START Extracted material

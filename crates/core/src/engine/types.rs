//! Types for the engine module.

use serde::{Deserialize, Serialize};
use std::path::PathBuf;

use crate::catalog::Format;

/// A single format transition handed to an engine.
#[derive(Debug, Clone, Serialize, Deserialize)]
pub struct StepJob {
    /// Identifier for logging, unique per step run.
    pub job_id: String,
    /// File to read.
    pub input_path: PathBuf,
    /// File to write. Its extension matches `target_format`.
    pub output_path: PathBuf,
    /// Format of the input file.
    pub source_format: Format,
    /// Format to produce.
    pub target_format: Format,
}

/// Progress reported by an engine for the step it is running.
#[derive(Debug, Clone, Serialize, Deserialize)]
pub struct StepProgress {
    /// Job ID.
    pub job_id: String,
    /// Local completion fraction in `[0, 1]`.
    pub fraction: f32,
    /// Short human readable status.
    #[serde(skip_serializing_if = "Option::is_none")]
    pub message: Option<String>,
}

impl StepProgress {
    pub fn new(job_id: impl Into<String>, fraction: f32) -> Self {
        Self {
            job_id: job_id.into(),
            fraction: fraction.clamp(0.0, 1.0),
            message: None,
        }
    }

    pub fn with_message(mut self, message: impl Into<String>) -> Self {
        self.message = Some(message.into());
        self
    }
}

/// Result of a successful step.
#[derive(Debug, Clone, Serialize, Deserialize)]
pub struct StepOutput {
    /// Job ID.
    pub job_id: String,
    /// Path of the produced file.
    pub output_path: PathBuf,
    /// Size of the produced file in bytes.
    pub output_size_bytes: u64,
    /// Wall clock time of the step in milliseconds.
    pub duration_ms: u64,
}

/// Basic information about a media file, as reported by ffprobe.
#[derive(Debug, Clone, Serialize, Deserialize)]
pub struct MediaInfo {
    /// Path to the file.
    pub path: PathBuf,
    /// Container format name.
    pub format: String,
    /// Duration in seconds (0 when unknown).
    pub duration_secs: f64,
    /// Whether the file has at least one video stream.
    pub has_video: bool,
    /// Whether the file has at least one audio stream.
    pub has_audio: bool,
}
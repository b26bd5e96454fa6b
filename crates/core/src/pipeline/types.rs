//! Types for the pipeline module.

use serde::{Deserialize, Serialize};
use std::path::PathBuf;

use crate::catalog::{EngineKind, Format};
use crate::pathfinder::Plan;

/// A plan bound to concrete files.
#[derive(Debug, Clone, Serialize, Deserialize)]
pub struct ExecutionRequest {
    /// Identifier used for logging and step job ids.
    pub job_id: String,
    /// File to convert. Never written.
    pub input_path: PathBuf,
    /// Final destination. Written once, only on success.
    pub output_path: PathBuf,
    /// Steps to run.
    pub plan: Plan,
}

/// Whole-plan progress update.
#[derive(Debug, Clone, Serialize, Deserialize)]
pub struct ExecutionProgress {
    /// Job ID.
    pub job_id: String,
    /// Global fraction in `[0, 1]`, non-decreasing within one execution.
    pub fraction: f32,
    /// Index of the step currently running.
    pub step_index: usize,
    /// Total number of steps.
    pub total_steps: usize,
    /// Human readable status.
    pub message: String,
}

/// Timing of one finished step.
#[derive(Debug, Clone, Serialize, Deserialize)]
pub struct StepReport {
    pub index: usize,
    pub engine: EngineKind,
    pub source_format: Format,
    pub target_format: Format,
    pub duration_ms: u64,
}

/// Summary of a completed plan.
#[derive(Debug, Clone, Serialize, Deserialize)]
pub struct ExecutionReport {
    /// Job ID.
    pub job_id: String,
    /// Final output path.
    pub output_path: PathBuf,
    /// Size of the output in bytes.
    pub output_size_bytes: u64,
    /// Per-step timings, in step order.
    pub steps: Vec<StepReport>,
    /// Wall clock time of the whole plan in milliseconds.
    pub duration_ms: u64,
}

/// How an execution ended when no error occurred.
#[derive(Debug, Clone, Serialize, Deserialize)]
#[serde(tag = "outcome", rename_all = "snake_case")]
pub enum ExecutionOutcome {
    /// Every step succeeded and the output is in place.
    Completed(ExecutionReport),
    /// Cancellation was observed while step `at_step` was pending or running.
    Cancelled { at_step: usize },
}

impl ExecutionOutcome {
    pub fn is_completed(&self) -> bool {
        matches!(self, Self::Completed(_))
    }

    pub fn is_cancelled(&self) -> bool {
        matches!(self, Self::Cancelled { .. })
    }

    /// The report of a completed execution.
    pub fn report(&self) -> Option<&ExecutionReport> {
        match self {
            Self::Completed(report) => Some(report),
            Self::Cancelled { .. } => None,
        }
    }
}

#[cfg(test)]
mod tests {
    use super::*;

    #[test]
    fn test_outcome_serialization() {
        let json = serde_json::to_string(&ExecutionOutcome::Cancelled { at_step: 2 }).unwrap();
        assert_eq!(json, r#"{"outcome":"cancelled","at_step":2}"#);
    }

    #[test]
    fn test_outcome_accessors() {
        let report = ExecutionReport {
            job_id: "j".to_string(),
            output_path: PathBuf::from("/out/a.pdf"),
            output_size_bytes: 10,
            steps: vec![],
            duration_ms: 5,
        };
        let outcome = ExecutionOutcome::Completed(report);
        assert!(outcome.is_completed());
        assert_eq!(outcome.report().unwrap().output_size_bytes, 10);
        assert!(ExecutionOutcome::Cancelled { at_step: 0 }.report().is_none());
    }
}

END Extracted material

Provide the number of lines in the preceding entries that include the string "matches", with no other words.

3